Data to use Start Marker

//! Subcommand implementations.
//!
//! Each decoding command loads the file into a [`MemoryStore`] the way a
//! script would have it (`IN.0` / `IN.1`), runs the engine entry point and
//! reports what landed under `OUT.`.

use std::fs;
use std::path::Path;
use std::time::Instant;

use anyhow::{Context, Result, bail};
use comfy_table::Table;
use tracing::{debug, info_span};

use rxmq_core::{
    ConnectionContext, Engine, EngineOptions, MemoryStore, Outcome, RecordKind, VariableStore,
};
use rxmq_symbols::{SymbolKind, SymbolTable, default_symbols};

use crate::cli::{EventArgs, InputArgs, RecordArgs, SymbolsArgs, TriggerArgs};
use crate::render::{Report, apply_table_style, collect_rows};

const INPUT_STEM: &str = "IN.";
const OUTPUT_STEM: &str = "OUT.";

fn read_message(path: &Path) -> Result<Vec<u8>> {
    fs::read(path).with_context(|| format!("read {}", path.display()))
}

/// Store holding `data` as an input stem.
fn input_store(data: &[u8]) -> MemoryStore {
    let mut store = MemoryStore::new();
    store.set_str(&format!("{INPUT_STEM}0"), &data.len().to_string());
    store.set(&format!("{INPUT_STEM}1"), data);
    store
}

fn stem_args() -> [Option<&'static [u8]>; 2] {
    [
        Some(INPUT_STEM.as_bytes()),
        Some(OUTPUT_STEM.as_bytes()),
    ]
}

fn report(store: &MemoryStore, outcome: Outcome) -> Report {
    Report {
        rows: collect_rows(store, OUTPUT_STEM),
        outcome: Some(outcome),
    }
}

pub fn run_event(options: EngineOptions, args: &EventArgs) -> Result<Report> {
    let path = &args.input.file;
    let span = info_span!("event", file = %path.display());
    let _guard = span.enter();
    let start = Instant::now();

    let data = read_message(path)?;
    let engine = Engine::new(options).context("load symbol table")?;
    let mut store = input_store(&data);
    let outcome = engine.event(&mut store, &stem_args());
    debug!(
        bytes = data.len(),
        rc = outcome.status.rc,
        duration_ms = start.elapsed().as_millis(),
        "event command complete"
    );
    Ok(report(&store, outcome))
}

pub fn run_hxt(options: EngineOptions, args: &InputArgs) -> Result<Report> {
    let span = info_span!("hxt", file = %args.file.display());
    let _guard = span.enter();

    let data = read_message(&args.file)?;
    let engine = Engine::new(options).context("load symbol table")?;
    let mut store = input_store(&data);
    let outcome = engine.hxt(&mut store, &stem_args());
    Ok(report(&store, outcome))
}

pub fn run_tm(options: EngineOptions, args: &TriggerArgs) -> Result<Report> {
    let path = &args.input.file;
    let span = info_span!("tm", file = %path.display(), compact = args.compact);
    let _guard = span.enter();

    let data = read_message(path)?;
    let engine = Engine::new(options).context("load symbol table")?;
    let ctx = args.qmgr.as_deref().map(ConnectionContext::connected);
    let (store, outcome) = if args.compact {
        let mut store = MemoryStore::new();
        let outcome = engine.tm(
            &mut store,
            ctx.as_ref(),
            &[Some(data.as_slice()), Some(OUTPUT_STEM.as_bytes())],
        );
        (store, outcome)
    } else {
        let mut store = input_store(&data);
        let outcome = engine.tm(&mut store, ctx.as_ref(), &stem_args());
        (store, outcome)
    };
    Ok(report(&store, outcome))
}

/// Split `TAG=VALUE`.
fn parse_assignment(text: &str) -> Result<(&str, &str)> {
    match text.split_once('=') {
        Some((tag, value)) if !tag.is_empty() => Ok((tag, value)),
        _ => bail!("expected TAG=VALUE, got {text:?}"),
    }
}

pub fn run_record(args: &RecordArgs) -> Result<Report> {
    let kind = RecordKind::from(args.kind);
    let span = info_span!("record", kind = %kind);
    let _guard = span.enter();

    let mut store = MemoryStore::new();
    for assignment in &args.set {
        let (tag, value) = parse_assignment(assignment)?;
        store.set_str(&format!("{INPUT_STEM}{tag}"), value);
    }
    let inventory = kind
        .normalize(&mut store, INPUT_STEM, OUTPUT_STEM)
        .with_context(|| format!("normalize {kind} record"))?;
    debug!(fields = inventory.len(), "record normalized");
    Ok(Report {
        rows: collect_rows(&store, OUTPUT_STEM),
        outcome: None,
    })
}

/// Symbol rows, optionally of one kind, ordered by kind then value.
#[must_use]
pub fn symbols_table(table: &SymbolTable, kind: Option<SymbolKind>) -> Table {
    let mut symbols: Vec<_> = match kind {
        Some(kind) => table.of_kind(kind).collect(),
        None => table.iter().collect(),
    };
    symbols.sort_by_key(|symbol| (symbol.kind.as_str(), symbol.value));

    let mut out = Table::new();
    out.set_header(vec!["Kind", "Name", "Value", "Published as"]);
    apply_table_style(&mut out);
    for symbol in symbols {
        let published = symbol.kind.map_name().map_or_else(String::new, |map| {
            let name = match symbol.kind {
                SymbolKind::Attribute => symbol.short_name(),
                _ => symbol.name.as_str(),
            };
            format!("{map}.{}={name}", symbol.value)
        });
        out.add_row(vec![
            symbol.kind.to_string(),
            symbol.name.clone(),
            symbol.value.to_string(),
            published,
        ]);
    }
    out
}

pub fn run_symbols(args: &SymbolsArgs) -> Result<Table> {
    let table = default_symbols().context("load symbol table")?;
    Ok(symbols_table(table, args.kind.map(SymbolKind::from)))
}
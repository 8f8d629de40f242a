//! Error types for binary layout parsing.

use thiserror::Error;

/// Errors raised while reading MQ structures from a byte buffer.
#[derive(Debug, Error, Clone, PartialEq, Eq)]
pub enum WireError {
    /// A read would run past the end of the buffer.
    #[error("need {needed} bytes at offset {offset}, only {available} available")]
    Truncated {
        offset: usize,
        needed: usize,
        available: usize,
    },

    /// A declared structure length is smaller than the fixed part it must hold.
    #[error("structure at offset {offset} declares length {length}, minimum is {minimum}")]
    LengthTooSmall {
        offset: usize,
        length: i32,
        minimum: usize,
    },

    /// A declared length or count is negative.
    #[error("negative {field} {value} at offset {offset}")]
    Negative {
        field: &'static str,
        value: i32,
        offset: usize,
    },

    /// The structure identifier does not match the layout being parsed.
    #[error("expected structure id '{expected}', found '{found}'")]
    StrucId {
        expected: &'static str,
        found: String,
    },
}

/// Result type for wire operations.
pub type Result<T> = std::result::Result<T, WireError>;

/// Create a [`WireError::StrucId`] from the raw identifier bytes.
pub fn struc_id_mismatch(expected: &'static str, found: &[u8]) -> WireError {
    WireError::StrucId {
        expected,
        found: String::from_utf8_lossy(found).into_owned(),
    }
}
//! Record marshalling between stems and descriptor records.
//!
//! Each record kind overlays the stem variables that are present onto its
//! canonical default, and in the other direction writes every field of the
//! highest version it knows followed by the `ZLIST` inventory.

mod gmo;
mod md;
mod od;
mod pmo;
mod sd;

use std::fmt;

use rxmq_wire::{
    GetMessageOptions, MessageDescriptor, ObjectDescriptor, PutMessageOptions,
    SubscriptionDescriptor,
};
use serde::{Deserialize, Serialize};

use crate::codec::{StemReader, StemWriter};
use crate::error::MarshalError;
use crate::inventory::Inventory;
use crate::store::VariableStore;

#[cfg(test)]
pub(crate) use md::MD_V1_TAGS;
pub(crate) use md::emit_md_v1;

/// A record that can be read from and written to a stem.
pub trait Marshal: Default {
    /// Tags written by [`Marshal::from_record`], in order.
    const TAGS: &'static [&'static str];

    /// Overlay every field present under the reader's stem.
    fn overlay<S: VariableStore + ?Sized>(
        &mut self,
        reader: &StemReader<'_, S>,
    ) -> Result<(), MarshalError>;

    /// Write every field through `writer`.
    fn emit<S: VariableStore + ?Sized>(&self, writer: &mut StemWriter<'_, S>);

    /// Build a record from the variables under `path`.
    fn to_record<S: VariableStore + ?Sized>(store: &S, path: &str) -> Result<Self, MarshalError> {
        let mut record = Self::default();
        record.overlay(&StemReader::new(store, path))?;
        Ok(record)
    }

    /// Write the record under `path`, then its inventory.
    fn from_record<S: VariableStore + ?Sized>(&self, store: &mut S, path: &str) -> Inventory {
        let mut writer = StemWriter::new(store, path);
        self.emit(&mut writer);
        writer.finish()
    }
}

/// The descriptor records the engine marshals.
#[derive(Debug, Clone, Copy, PartialEq, Eq, Hash, Serialize, Deserialize)]
#[serde(rename_all = "lowercase")]
pub enum RecordKind {
    /// Object descriptor.
    Od,
    /// Message descriptor.
    Md,
    /// Get-message options.
    Gmo,
    /// Put-message options.
    Pmo,
    /// Subscription descriptor.
    Sd,
}

impl RecordKind {
    pub const ALL: [Self; 5] = [Self::Od, Self::Md, Self::Gmo, Self::Pmo, Self::Sd];

    #[must_use]
    pub const fn as_str(self) -> &'static str {
        match self {
            Self::Od => "od",
            Self::Md => "md",
            Self::Gmo => "gmo",
            Self::Pmo => "pmo",
            Self::Sd => "sd",
        }
    }

    #[must_use]
    pub const fn tags(self) -> &'static [&'static str] {
        match self {
            Self::Od => ObjectDescriptor::TAGS,
            Self::Md => MessageDescriptor::TAGS,
            Self::Gmo => GetMessageOptions::TAGS,
            Self::Pmo => PutMessageOptions::TAGS,
            Self::Sd => SubscriptionDescriptor::TAGS,
        }
    }

    /// Read a record of this kind from `input` and write it back under
    /// `output`, filling in every default the input left out.
    pub fn normalize<S: VariableStore + ?Sized>(
        self,
        store: &mut S,
        input: &str,
        output: &str,
    ) -> Result<Inventory, MarshalError> {
        match self {
            Self::Od => normalize_as::<ObjectDescriptor, S>(store, input, output),
            Self::Md => normalize_as::<MessageDescriptor, S>(store, input, output),
            Self::Gmo => normalize_as::<GetMessageOptions, S>(store, input, output),
            Self::Pmo => normalize_as::<PutMessageOptions, S>(store, input, output),
            Self::Sd => normalize_as::<SubscriptionDescriptor, S>(store, input, output),
        }
    }
}

fn normalize_as<R: Marshal, S: VariableStore + ?Sized>(
    store: &mut S,
    input: &str,
    output: &str,
) -> Result<Inventory, MarshalError> {
    let record = R::to_record(&*store, input)?;
    Ok(record.from_record(store, output))
}

impl fmt::Display for RecordKind {
    fn fmt(&self, f: &mut fmt::Formatter<'_>) -> fmt::Result {
        f.write_str(self.as_str())
    }
}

Data to use End Marker

What is expected: Go through the records from the first line and copy each one exactly, ending after the line that contains "use std::path::Path;". Give nothing else.

Answer box:
//! Subcommand implementations.
//!
//! Each decoding command loads the file into a [`MemoryStore`] the way a
//! script would have it (`IN.0` / `IN.1`), runs the engine entry point and
//! reports what landed under `OUT.`.

use std::fs;
use std::path::Path;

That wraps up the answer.